Above all else, My Soul to Take feels extremely dated. Had it been released in the mid-nineties, it may have come across as a slightly more palatable piece of work, yet, in 2011, it lacks the kind of tension or atmosphere necessary to create any genuine sense of horror. This is mostly due to the combination of nonsensical plot with an unconvincing and mostly unknown, teenage cast.

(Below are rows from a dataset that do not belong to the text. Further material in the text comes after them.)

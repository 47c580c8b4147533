use super::common::{build_sse_response, check_client_auth, dispatch_error_response, error_payload};
use crate::proxy::dispatcher::dispatch;
use crate::proxy::mappers::claude::{collect_stream_to_response, transform_response};
use crate::proxy::mappers::openai::models::OpenAIRequest;
use crate::proxy::mappers::openai::streaming::{create_openai_sse_stream, OpenAISseStreamInput};
use crate::proxy::mappers::openai::{claude_to_openai_response, openai_to_claude_request};
use crate::proxy::session_manager::SessionTracker;
use crate::proxy::state::AppState;
use axum::{
    body::Body,
    extract::{Json, State},
    http::{HeaderMap, StatusCode},
    response::{IntoResponse, Response},
};
use serde_json::{json, Value};
use tracing::{info, warn};

pub async fn handle_chat_completions(
    State(state): State<AppState>,
    headers: HeaderMap,
    Json(body): Json<Value>,
) -> Response {
    if let Err(response) = check_client_auth(&state, &headers) {
        return response;
    }

    let trace_id = crate::proxy::common::utils::generate_trace_id();
    let openai_request: OpenAIRequest = match serde_json::from_value(body) {
        Ok(r) => r,
        Err(e) => {
            return (
                StatusCode::BAD_REQUEST,
                Json(json!({
                    "error": {
                        "message": format!("Invalid request body: {}", e),
                        "type": "invalid_request_error"
                    }
                })),
            )
                .into_response();
        }
    };

    let claude_request = openai_to_claude_request(&openai_request);
    let session_id = SessionTracker::extract_session_id(&claude_request);
    state
        .sessions
        .touch(&session_id, claude_request.messages.len());

    info!(
        "[{}] Compat request | Model: {} | Stream: {} | Messages: {}",
        trace_id,
        openai_request.model,
        openai_request.stream,
        claude_request.messages.len()
    );

    let success = match dispatch(
        &state,
        &claude_request,
        &session_id,
        &trace_id,
        openai_request.stream,
    )
    .await
    {
        Ok(s) => s,
        Err(e) => {
            warn!("[{}] Compat dispatch failed: {:?}", trace_id, e);
            return dispatch_error_response(e);
        }
    };

    let email = success.email.clone();
    let mapped_model = success.mapped_model.clone();

    if openai_request.stream {
        let relay = create_openai_sse_stream(OpenAISseStreamInput {
            upstream: Box::pin(success.response.bytes_stream()),
            trace_id,
            slot: Some(success.slot),
        });
        return build_sse_response(Body::from_stream(relay), &email, &mapped_model);
    }

    let gemini_response =
        match collect_stream_to_response(Box::pin(success.response.bytes_stream())).await {
            Ok(r) => r,
            Err(e) => {
                return (
                    StatusCode::INTERNAL_SERVER_ERROR,
                    Json(error_payload("api_error", &e)),
                )
                    .into_response();
            }
        };
    drop(success.slot);

    let claude_response = transform_response(
        &gemini_response,
        Some(&session_id),
        &mapped_model,
        &state.signature_cache,
    );
    let openai_response = claude_to_openai_response(&claude_response, &openai_request.model);
    Json(openai_response).into_response()
}

// O-format model list. Prefers live upstream discovery through a usable
// account; serves the static route table when discovery is unavailable.
pub async fn handle_models(State(state): State<AppState>, headers: HeaderMap) -> Response {
    if let Err(response) = check_client_auth(&state, &headers) {
        return response;
    }

    let mut model_ids: Option<Vec<String>> = None;
    for account in state.pool.snapshot() {
        if account.invalid || !account.enabled {
            continue;
        }
        let Ok(token) = state.auth.get_token(&account).await else {
            continue;
        };
        let project = account.project_id.as_deref().unwrap_or("default");
        match state.upstream.fetch_quota_snapshot(&token, project).await {
            Ok(snapshot) if !snapshot.is_empty() => {
                let mut ids: Vec<String> = snapshot
                    .keys()
                    .filter(|id| {
                        crate::proxy::common::model_mapping::is_gemini_model(id)
                            || crate::proxy::common::model_mapping::is_claude_model(id)
                    })
                    .cloned()
                    .collect();
                ids.sort();
                model_ids = Some(ids);
                break;
            }
            _ => continue,
        }
    }

    let ids = model_ids
        .unwrap_or_else(|| crate::proxy::common::model_mapping::listed_models(&state.config));
    let created = chrono::Utc::now().timestamp();
    let data: Vec<Value> = ids
        .into_iter()
        .map(|id| {
            json!({
                "id": id,
                "object": "model",
                "created": created,
                "owned_by": "trestle"
            })
        })
        .collect();

    Json(json!({"object": "list", "data": data})).into_response()
}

The ludicrous plot, which I’ll endeavour not to bore too much with here, involves a serial killer who places a curse upon a small town on the night that he dies; a curse intended to claim the lives of seven children born on that same night. Fast forward sixteen years and each of the teens start disappearing, in a manner that suggests that one of the seven may, in fact, be the reincarnation of the killer himself. Although this may sound like a promising idea, the characters come across as though they have been directly lifted from a nineties, high school drama. This effectively ruins any potential for audience investment in any of the key cast members, whilst also drawing attention to the ludicrous and baseless storyline, as gradually it becomes more and more laughable in its attempts to appear intelligent and inventive.
Quite simply, My Soul to Take serves primarily as a stark indicator that the time has come for Craven to retire. Harsh as it may seem, the likelihood of another A Nightmare Upon Elm Street (1984) or Scream is, at absolute best, highly unlikely. Furthermore, it would be a real shame for such a great exponent of the genre to be remembered for this kind of embarrassing dross.